Si Sneazzy fait le ”V” de la victoire, c’est parce qu’il a réussi un joli coup de comm – Check

Si Sneazzy fait le ”V” de la victoire, c’est parce qu’il a réussi un joli coup de comm

18 avril 2018

Yerim Genono

Raccourcis honteux, vannes lourdes, plume et arguments rouillés… autopsie d’une imposture d’un article franchement pas nécessaire, suivi d’un florilège de « punchlines » à gerber lues dans « Si Sneazzy fait le V de la Victoire, son rap pue la défaite”, le dernier article de Konbini. Un titre affreux mais à la hauteur du contenu de l’article, au moins c’est cohérent. Il est temps d’en finir avec ce média putassier, pour le bien d’internet, du rap, des hommes, des femmes, et de tout ce qui respire sur cette planète.

On ne va pas refaire l’historique d’une réputation peu glorieuse, mais pour faire très court, prenez Entrevue, mélangez avec BuzzFeed, et ça donnera Konbini. Tout ce qui peut générer du clic est bon à prendre, y compris quand ça risque de provoquer de jolis bad buzz. Le pire, c’est que les étranges personnes qui font Konbini s’intéressent de plus en plus au rap, et le font avec la même pertinence que les Inrocks (en gros imaginez Sarah Fraisou parlant de mécanique quantique). Ceci dit, la rédac reste cohérente avec son lectorat, qui ne mérite clairement pas mieux.

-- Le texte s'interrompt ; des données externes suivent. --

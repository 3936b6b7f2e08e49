use std::path::PathBuf;

use chrono::{Duration, Utc};
use clap::{Parser, Subcommand};

use crate::auth::{AuthPayload, PermissionError, PermissionTable, Role, TokenCodec, TokenError};

#[derive(Debug, Parser)]
#[command(name = "blog-api-gateway")]
#[command(about = "REST/JSON gateway in front of the blog gRPC services")]
#[command(version)]
pub struct Cli {
    #[arg(long, global = true, help = "HTTP port (overrides HTTP_PORT)")]
    pub port: Option<u16>,

    #[arg(long, global = true, help = "YAML permission table (overrides PERMISSIONS_FILE)")]
    pub permissions: Option<PathBuf>,

    #[command(subcommand)]
    pub command: Option<Commands>,
}

#[derive(Debug, Subcommand)]
pub enum Commands {
    #[command(about = "Run the HTTP gateway (default)")]
    Serve,

    #[command(about = "Mint a bearer token with the configured secret, for local testing")]
    Token {
        #[arg(long, help = "Subject user id")]
        user_id: i64,

        #[arg(long, value_enum, default_value_t = RoleArg::User)]
        role: RoleArg,

        #[arg(long, default_value_t = 60, help = "Lifetime in minutes")]
        ttl_minutes: i64,
    },

    #[command(about = "Print the effective permission table as YAML")]
    Permissions,
}

#[derive(Debug, Clone, Copy, PartialEq, Eq, clap::ValueEnum)]
pub enum RoleArg {
    User,
    Admin,
}

impl From<RoleArg> for Role {
    fn from(role: RoleArg) -> Self {
        match role {
            RoleArg::User => Role::User,
            RoleArg::Admin => Role::Admin,
        }
    }
}

/// Load the permission table from a file when one is given, the built-in
/// policy otherwise.
pub fn load_permissions(path: Option<&std::path::Path>) -> Result<PermissionTable, PermissionError> {
    match path {
        Some(path) => {
            let table = PermissionTable::from_yaml_file(path)?;
            tracing::info!(path = %path.display(), rules = table.len(), "loaded permission table");
            Ok(table)
        }
        None => Ok(PermissionTable::standard()),
    }
}

pub fn mint_token(secret: &str, user_id: i64, role: Role, ttl_minutes: i64) -> Result<String, TokenError> {
    let now = Utc::now();
    TokenCodec::new(secret)?.issue(&AuthPayload {
        subject_id: user_id,
        role,
        issued_at: now,
        expires_at: now + Duration::minutes(ttl_minutes),
    })
}

pub fn render_permissions(table: &PermissionTable) -> Result<String, PermissionError> {
    Ok(serde_yaml::to_string(&table.to_rules())?)
}

#[cfg(test)]
mod tests {
    use super::*;

    #[test]
    fn serve_is_the_default() {
        let cli = Cli::parse_from(["blog-api-gateway", "--port", "8080"]);
        assert!(cli.command.is_none());
        assert_eq!(cli.port, Some(8080));
    }

    #[test]
    fn token_subcommand_parses() {
        let cli = Cli::parse_from(["blog-api-gateway", "token", "--user-id", "3", "--role", "admin"]);
        match cli.command {
            Some(Commands::Token { user_id, role, ttl_minutes }) => {
                assert_eq!(user_id, 3);
                assert_eq!(role, RoleArg::Admin);
                assert_eq!(ttl_minutes, 60);
            }
            other => panic!("unexpected command: {:?}", other),
        }
    }

    #[test]
    fn minted_token_verifies() {
        let token = mint_token("dev-secret", 11, Role::Admin, 5).unwrap();
        let payload = TokenCodec::new("dev-secret").unwrap().verify(&token).unwrap();
        assert_eq!(payload.subject_id, 11);
        assert_eq!(payload.role, Role::Admin);
    }

    #[test]
    fn missing_permissions_file_is_an_error() {
        let err = load_permissions(Some(std::path::Path::new("/nonexistent/permissions.yaml"))).unwrap_err();
        assert!(matches!(err, PermissionError::Io(_)));
    }
}
// handlers/likes.rs - /v1/likes handlers

use axum::extract::{rejection::QueryRejection, Query, State};

use crate::api::models::{Like, LikeRequest, LikesAndDislikes, LikesAndDislikesQuery};
use crate::api::pagination::parse_positive;
use crate::api::translate::{BackendResultExt, NO_RULES};
use crate::api::{Collection, IdPath, JsonBody, ListFilter, PagingRequest};
use crate::backend::{proto, BackendClient};
use crate::error::ApiError;
use crate::middleware::auth::{CreateLike, DeleteLike, UpdateLike};
use crate::middleware::{ApiResponse, ApiResult, Authorized, ResponseOk};

/// POST /v1/likes
///
/// Create-or-update: a second reaction from the same user on the same post
/// replaces the first.
pub async fn create_or_update(
    auth: Authorized<CreateLike>,
    State(backend): State<BackendClient>,
    JsonBody(req): JsonBody<LikeRequest>,
) -> ApiResult<Like> {
    let like = backend
        .likes()
        .create_or_update(proto::Like {
            post_id: req.post_id,
            user_id: auth.payload.subject_id,
            status: req.status,
            ..Default::default()
        })
        .await
        .or_api_error("likes.create_or_update", NO_RULES)?;

    Ok(ApiResponse::created(like.into()))
}

/// GET /v1/likes/:id
pub async fn get(State(backend): State<BackendClient>, IdPath(id): IdPath) -> ApiResult<Like> {
    let like = backend
        .likes()
        .get(proto::GetLikeRequest { id })
        .await
        .or_api_error("likes.get", NO_RULES)?;

    Ok(ApiResponse::ok(like.into()))
}

/// GET /v1/likes
pub async fn list(
    State(backend): State<BackendClient>,
    paging: PagingRequest,
    filter: ListFilter,
) -> ApiResult<Collection<Like>> {
    let page = backend
        .likes()
        .get_all(proto::GetAllLikesRequest {
            limit: paging.limit,
            page: paging.page,
            search: paging.search,
            user_id: filter.user_id.unwrap_or_default(),
            post_id: filter.post_id.unwrap_or_default(),
        })
        .await
        .or_api_error("likes.get_all", NO_RULES)?;

    Ok(ApiResponse::ok(Collection::from_backend("likes", page.likes, page.count)))
}

/// GET /v1/likes/get-likes-and-dislikes?post_id=N
pub async fn likes_and_dislikes(
    State(backend): State<BackendClient>,
    query: Result<Query<LikesAndDislikesQuery>, QueryRejection>,
) -> ApiResult<LikesAndDislikes> {
    let Query(query) = query.map_err(|e| ApiError::invalid_parameter(e.body_text()))?;
    let post_id = parse_positive::<i64>("post_id", query.post_id.as_deref())?
        .ok_or_else(|| ApiError::invalid_parameter("post_id is required"))?;

    let counts = backend
        .likes()
        .get_likes_and_dislikes(proto::LikesAndDislikesRequest { post_id })
        .await
        .or_api_error("likes.get_likes_and_dislikes", NO_RULES)?;

    Ok(ApiResponse::ok(counts.into()))
}

/// PUT /v1/likes/:id
pub async fn update(
    auth: Authorized<UpdateLike>,
    State(backend): State<BackendClient>,
    IdPath(id): IdPath,
    JsonBody(req): JsonBody<LikeRequest>,
) -> ApiResult<Like> {
    let like = backend
        .likes()
        .update(proto::Like {
            id,
            post_id: req.post_id,
            user_id: auth.payload.subject_id,
            status: req.status,
        })
        .await
        .or_api_error("likes.update", NO_RULES)?;

    Ok(ApiResponse::ok(like.into()))
}

/// DELETE /v1/likes/:id
pub async fn delete(
    _auth: Authorized<DeleteLike>,
    State(backend): State<BackendClient>,
    IdPath(id): IdPath,
) -> ApiResult<ResponseOk> {
    backend
        .likes()
        .delete(proto::GetLikeRequest { id })
        .await
        .or_api_error("likes.delete", NO_RULES)?;

    Ok(ApiResponse::ok(ResponseOk::success()))
}
//! Backend dispatch client.
//!
//! [`BackendClient`] is a typed, addressed proxy over the backend services:
//! one sub-client per domain, each bound to its own connection. It holds no
//! business logic and never retries.

use std::sync::Arc;

use async_trait::async_trait;

pub mod error;
pub mod grpc;
pub mod proto;

pub use error::{BackendCode, BackendError, BackendResult};

#[async_trait]
pub trait UserBackend: Send + Sync {
    async fn create(&self, req: proto::User) -> BackendResult<proto::User>;
    async fn get(&self, req: proto::GetUserRequest) -> BackendResult<proto::User>;
    async fn get_all(&self, req: proto::GetAllUsersRequest) -> BackendResult<proto::GetAllUsersResponse>;
    async fn update(&self, req: proto::User) -> BackendResult<proto::User>;
    async fn delete(&self, req: proto::GetUserRequest) -> BackendResult<proto::Empty>;
    async fn get_by_email(&self, req: proto::GetByEmailRequest) -> BackendResult<proto::User>;
}

#[async_trait]
pub trait AuthBackend: Send + Sync {
    async fn register(&self, req: proto::RegisterRequest) -> BackendResult<proto::Empty>;
    async fn verify(&self, req: proto::VerifyRegisterRequest) -> BackendResult<proto::AuthResponse>;
    async fn login(&self, req: proto::LoginRequest) -> BackendResult<proto::AuthResponse>;
    async fn forgot_password(&self, req: proto::ForgotPasswordRequest) -> BackendResult<proto::Empty>;
}

#[async_trait]
pub trait CategoryBackend: Send + Sync {
    async fn create(&self, req: proto::Category) -> BackendResult<proto::Category>;
    async fn get(&self, req: proto::GetCategoryRequest) -> BackendResult<proto::Category>;
    async fn get_all(&self, req: proto::GetAllCategoriesRequest) -> BackendResult<proto::GetAllCategoriesResponse>;
    async fn update(&self, req: proto::Category) -> BackendResult<proto::Category>;
    async fn delete(&self, req: proto::GetCategoryRequest) -> BackendResult<proto::Empty>;
}

#[async_trait]
pub trait PostBackend: Send + Sync {
    async fn create(&self, req: proto::Post) -> BackendResult<proto::Post>;
    async fn get(&self, req: proto::GetPostRequest) -> BackendResult<proto::Post>;
    async fn get_all(&self, req: proto::GetAllPostsRequest) -> BackendResult<proto::GetAllPostsResponse>;
    async fn update(&self, req: proto::Post) -> BackendResult<proto::Post>;
    async fn delete(&self, req: proto::GetPostRequest) -> BackendResult<proto::Empty>;
}

#[async_trait]
pub trait CommentBackend: Send + Sync {
    async fn create(&self, req: proto::Comment) -> BackendResult<proto::Comment>;
    async fn get(&self, req: proto::GetCommentRequest) -> BackendResult<proto::Comment>;
    async fn get_all(&self, req: proto::GetAllCommentsRequest) -> BackendResult<proto::GetAllCommentsResponse>;
    async fn update(&self, req: proto::Comment) -> BackendResult<proto::Comment>;
    async fn delete(&self, req: proto::GetCommentRequest) -> BackendResult<proto::Empty>;
}

#[async_trait]
pub trait LikeBackend: Send + Sync {
    async fn create_or_update(&self, req: proto::Like) -> BackendResult<proto::Like>;
    async fn get(&self, req: proto::GetLikeRequest) -> BackendResult<proto::Like>;
    async fn get_all(&self, req: proto::GetAllLikesRequest) -> BackendResult<proto::GetAllLikesResponse>;
    async fn update(&self, req: proto::Like) -> BackendResult<proto::Like>;
    async fn delete(&self, req: proto::GetLikeRequest) -> BackendResult<proto::Empty>;
    async fn get_likes_and_dislikes(
        &self,
        req: proto::LikesAndDislikesRequest,
    ) -> BackendResult<proto::LikesAndDislikesCount>;
}

/// Facade over every backend sub-client. Cheap to clone; clones share the
/// underlying connections.
#[derive(Clone)]
pub struct BackendClient {
    users: Arc<dyn UserBackend>,
    auth: Arc<dyn AuthBackend>,
    categories: Arc<dyn CategoryBackend>,
    posts: Arc<dyn PostBackend>,
    comments: Arc<dyn CommentBackend>,
    likes: Arc<dyn LikeBackend>,
}

impl BackendClient {
    pub fn new(
        users: Arc<dyn UserBackend>,
        auth: Arc<dyn AuthBackend>,
        categories: Arc<dyn CategoryBackend>,
        posts: Arc<dyn PostBackend>,
        comments: Arc<dyn CommentBackend>,
        likes: Arc<dyn LikeBackend>,
    ) -> Self {
        Self {
            users,
            auth,
            categories,
            posts,
            comments,
            likes,
        }
    }

    pub fn users(&self) -> &dyn UserBackend {
        self.users.as_ref()
    }

    pub fn auth(&self) -> &dyn AuthBackend {
        self.auth.as_ref()
    }

    pub fn categories(&self) -> &dyn CategoryBackend {
        self.categories.as_ref()
    }

    pub fn posts(&self) -> &dyn PostBackend {
        self.posts.as_ref()
    }

    pub fn comments(&self) -> &dyn CommentBackend {
        self.comments.as_ref()
    }

    pub fn likes(&self) -> &dyn LikeBackend {
        self.likes.as_ref()
    }
}

impl std::fmt::Debug for BackendClient {
    fn fmt(&self, f: &mut std::fmt::Formatter<'_>) -> std::fmt::Result {
        f.debug_struct("BackendClient").finish_non_exhaustive()
    }
}
use once_cell::sync::Lazy;
use serde::{Deserialize, Serialize};
use std::env;
use thiserror::Error;

#[derive(Debug, Clone, Serialize, Deserialize)]
pub struct AppConfig {
    pub environment: Environment,
    pub http: HttpConfig,
    pub services: ServicesConfig,
    pub rpc: RpcConfig,
    pub security: SecurityConfig,
}

#[derive(Debug, Clone, Copy, PartialEq, Eq, Serialize, Deserialize)]
pub enum Environment {
    Development,
    Staging,
    Production,
}

#[derive(Debug, Clone, Serialize, Deserialize)]
pub struct HttpConfig {
    pub port: u16,
    pub enable_request_logging: bool,
}

/// Backend service addresses, dialed once at startup
#[derive(Debug, Clone, Serialize, Deserialize)]
pub struct ServicesConfig {
    pub user: String,
    pub auth: String,
    pub category: String,
    pub post: String,
    pub comment: String,
    pub like: String,
}

impl ServicesConfig {
    pub fn iter(&self) -> impl Iterator<Item = (&'static str, &str)> {
        [
            ("user", self.user.as_str()),
            ("auth", self.auth.as_str()),
            ("category", self.category.as_str()),
            ("post", self.post.as_str()),
            ("comment", self.comment.as_str()),
            ("like", self.like.as_str()),
        ]
        .into_iter()
    }
}

#[derive(Debug, Clone, Serialize, Deserialize)]
pub struct RpcConfig {
    pub timeout_secs: u64,
    pub connect_timeout_secs: u64,
}

#[derive(Debug, Clone, Serialize, Deserialize)]
pub struct SecurityConfig {
    #[serde(skip_serializing)]
    pub jwt_secret: String,
    pub cors_origins: Vec<String>,
    pub permissions_file: Option<String>,
}

#[derive(Debug, Error, PartialEq, Eq)]
pub enum ConfigError {
    #[error("JWT_SECRET must be set")]
    MissingSecret,

    #[error("{service} service address '{addr}' must start with http:// or https://")]
    InvalidAddress { service: &'static str, addr: String },
}

const DEFAULT_USER_SERVICE_ADDR: &str = "http://localhost:9000";
const DEFAULT_POST_SERVICE_ADDR: &str = "http://localhost:9001";

impl AppConfig {
    pub fn from_env() -> Self {
        let environment = match env::var("APP_ENV").as_deref() {
            Ok("production") | Ok("prod") => Environment::Production,
            Ok("staging") | Ok("stage") => Environment::Staging,
            _ => Environment::Development,
        };

        // Set defaults based on environment, then override with specific env vars
        match environment {
            Environment::Production => Self::production(),
            Environment::Staging => Self::staging(),
            Environment::Development => Self::development(),
        }
        .with_env_overrides()
    }

    fn with_env_overrides(mut self) -> Self {
        // HTTP overrides
        if let Ok(v) = env::var("HTTP_PORT").or_else(|_| env::var("PORT")) {
            self.http.port = v.parse().unwrap_or(self.http.port);
        }
        if let Ok(v) = env::var("HTTP_ENABLE_REQUEST_LOGGING") {
            self.http.enable_request_logging = v.parse().unwrap_or(self.http.enable_request_logging);
        }

        // Service addresses; auth rides on the user service and the blog
        // resources on the post service unless pointed elsewhere
        if let Ok(v) = env::var("USER_SERVICE_ADDR") {
            self.services.user = v;
        }
        if let Ok(v) = env::var("POST_SERVICE_ADDR") {
            self.services.post = v;
        }
        self.services.auth = env::var("AUTH_SERVICE_ADDR").unwrap_or_else(|_| self.services.user.clone());
        self.services.category = env::var("CATEGORY_SERVICE_ADDR").unwrap_or_else(|_| self.services.post.clone());
        self.services.comment = env::var("COMMENT_SERVICE_ADDR").unwrap_or_else(|_| self.services.post.clone());
        self.services.like = env::var("LIKE_SERVICE_ADDR").unwrap_or_else(|_| self.services.post.clone());

        // RPC overrides
        if let Ok(v) = env::var("RPC_TIMEOUT_SECS") {
            self.rpc.timeout_secs = v.parse().unwrap_or(self.rpc.timeout_secs);
        }
        if let Ok(v) = env::var("RPC_CONNECT_TIMEOUT_SECS") {
            self.rpc.connect_timeout_secs = v.parse().unwrap_or(self.rpc.connect_timeout_secs);
        }

        // Security overrides
        if let Ok(v) = env::var("JWT_SECRET") {
            self.security.jwt_secret = v;
        }
        if let Ok(v) = env::var("CORS_ORIGINS") {
            self.security.cors_origins = v
                .split(',')
                .map(|s| s.trim().to_string())
                .filter(|s| !s.is_empty())
                .collect();
        }
        if let Ok(v) = env::var("PERMISSIONS_FILE") {
            self.security.permissions_file = Some(v);
        }

        self
    }

    /// Startup checks; a gateway that cannot verify tokens or dial its
    /// backends must not start.
    pub fn validate(&self) -> Result<(), ConfigError> {
        if self.security.jwt_secret.is_empty() {
            return Err(ConfigError::MissingSecret);
        }

        for (service, addr) in self.services.iter() {
            if !(addr.starts_with("http://") || addr.starts_with("https://")) {
                return Err(ConfigError::InvalidAddress {
                    service,
                    addr: addr.to_string(),
                });
            }
        }

        Ok(())
    }

    fn services_default() -> ServicesConfig {
        ServicesConfig {
            user: DEFAULT_USER_SERVICE_ADDR.to_string(),
            auth: DEFAULT_USER_SERVICE_ADDR.to_string(),
            category: DEFAULT_POST_SERVICE_ADDR.to_string(),
            post: DEFAULT_POST_SERVICE_ADDR.to_string(),
            comment: DEFAULT_POST_SERVICE_ADDR.to_string(),
            like: DEFAULT_POST_SERVICE_ADDR.to_string(),
        }
    }

    fn development() -> Self {
        Self {
            environment: Environment::Development,
            http: HttpConfig {
                port: 8000,
                enable_request_logging: true,
            },
            services: Self::services_default(),
            rpc: RpcConfig {
                timeout_secs: 30,
                connect_timeout_secs: 5,
            },
            security: SecurityConfig {
                jwt_secret: String::new(),
                cors_origins: vec!["http://localhost:3000".to_string(), "http://localhost:5173".to_string()],
                permissions_file: None,
            },
        }
    }

    fn staging() -> Self {
        Self {
            environment: Environment::Staging,
            http: HttpConfig {
                port: 8000,
                enable_request_logging: true,
            },
            services: Self::services_default(),
            rpc: RpcConfig {
                timeout_secs: 10,
                connect_timeout_secs: 5,
            },
            security: SecurityConfig {
                jwt_secret: String::new(),
                cors_origins: vec!["https://staging.example.com".to_string()],
                permissions_file: None,
            },
        }
    }

    fn production() -> Self {
        Self {
            environment: Environment::Production,
            http: HttpConfig {
                port: 8000,
                enable_request_logging: false,
            },
            services: Self::services_default(),
            rpc: RpcConfig {
                timeout_secs: 5,
                connect_timeout_secs: 3,
            },
            security: SecurityConfig {
                jwt_secret: String::new(),
                cors_origins: vec!["https://app.example.com".to_string()],
                permissions_file: None,
            },
        }
    }
}

// Global singleton config - read by the bootstrap only; request handling
// receives what it needs through AppState
pub static CONFIG: Lazy<AppConfig> = Lazy::new(AppConfig::from_env);

pub fn config() -> &'static AppConfig {
    &CONFIG
}

#[cfg(test)]
mod tests {
    use super::*;

    #[test]
    fn test_default_development_config() {
        let config = AppConfig::development();
        assert_eq!(config.http.port, 8000);
        assert!(config.http.enable_request_logging);
        assert_eq!(config.services.auth, config.services.user);
        assert_eq!(config.services.like, config.services.post);
    }

    #[test]
    fn test_default_production_config() {
        let config = AppConfig::production();
        assert!(!config.http.enable_request_logging);
        assert!(config.rpc.timeout_secs < AppConfig::development().rpc.timeout_secs);
        assert!(config.security.jwt_secret.is_empty());
    }

    #[test]
    fn validate_requires_secret() {
        let mut config = AppConfig::development();
        assert_eq!(config.validate(), Err(ConfigError::MissingSecret));

        config.security.jwt_secret = "s3cret".to_string();
        assert_eq!(config.validate(), Ok(()));
    }

    #[test]
    fn validate_rejects_schemeless_address() {
        let mut config = AppConfig::development();
        config.security.jwt_secret = "s3cret".to_string();
        config.services.comment = "localhost:9001".to_string();
        assert!(matches!(
            config.validate(),
            Err(ConfigError::InvalidAddress { service: "comment", .. })
        ));
    }

    #[test]
    fn secret_is_never_serialized() {
        let mut config = AppConfig::development();
        config.security.jwt_secret = "hunter2".to_string();
        let json = serde_json::to_string(&config).unwrap();
        assert!(!json.contains("hunter2"));
    }
}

On a tendance à définir Konbini comme une plateforme “d’infodivertissement”, un concept qui revient à passer d’un sujet sur Bachar el-Assad à la parodie porno de Dragon Ball Z sans transition. Quand il s’agit de rap, même chose, un fourre-tout qui passe d’un freestyle d’A$ap Rocky sur du Three Six Mafia à “Roméo Elvis est un ovni”, on revient à ce qui est dit quelques lignes plus haut : tout ce qui peut générer du clic est bon à prendre.

Le reproche régulièrement fait à Konbini est de se positionner à mi-chemin entre l’organe de presse et l’agence de communication, ce qui pose un réel souci quant à la teneur des contenus proposés quotidiennement. Pour être plus clair, prenons donc l’exemple de Sneazzy.




13 avril 2018, le rappeur balance le clip de « V », un titre pas franchement marquant – c’est Sneazzy, en même temps – mais qui n’a rien de plus dégueu que ce qui est publié chaque vendredi dans le rap français. En somme : un morceau quelconque d’un rappeur quelconque, a priori personne n’en a rien à foutre, et les contenus des quelques news des habituels sites spé démontrent qu’il ne se passe absolument rien avec ce morceau. Quatre jours plus tard, Konbini se réveille, et publie cet horrible article dont il est question ici : non seulement les fans de Sneazzy – c’est étrange, mais ils existent – entrent en cyberwar contre Rachid Madjoub, auteur du papier, mais en plus, même ceux qui n’en ont absolument rien à foutre de ce rappeur – à peu près toute la population mondiale, donc – se sentent obligés de le défendre, tant l’article est à charge. Ce qui est d’autant plus con sur le principe que toutes les autres publications de Konbini à propos de Sneazzy sont bourrées d’éloge, ce que l’on pourrait interpréter comme la preuve que personne à la rédac n’avait écouté aucun de ses sons avant cette semaine.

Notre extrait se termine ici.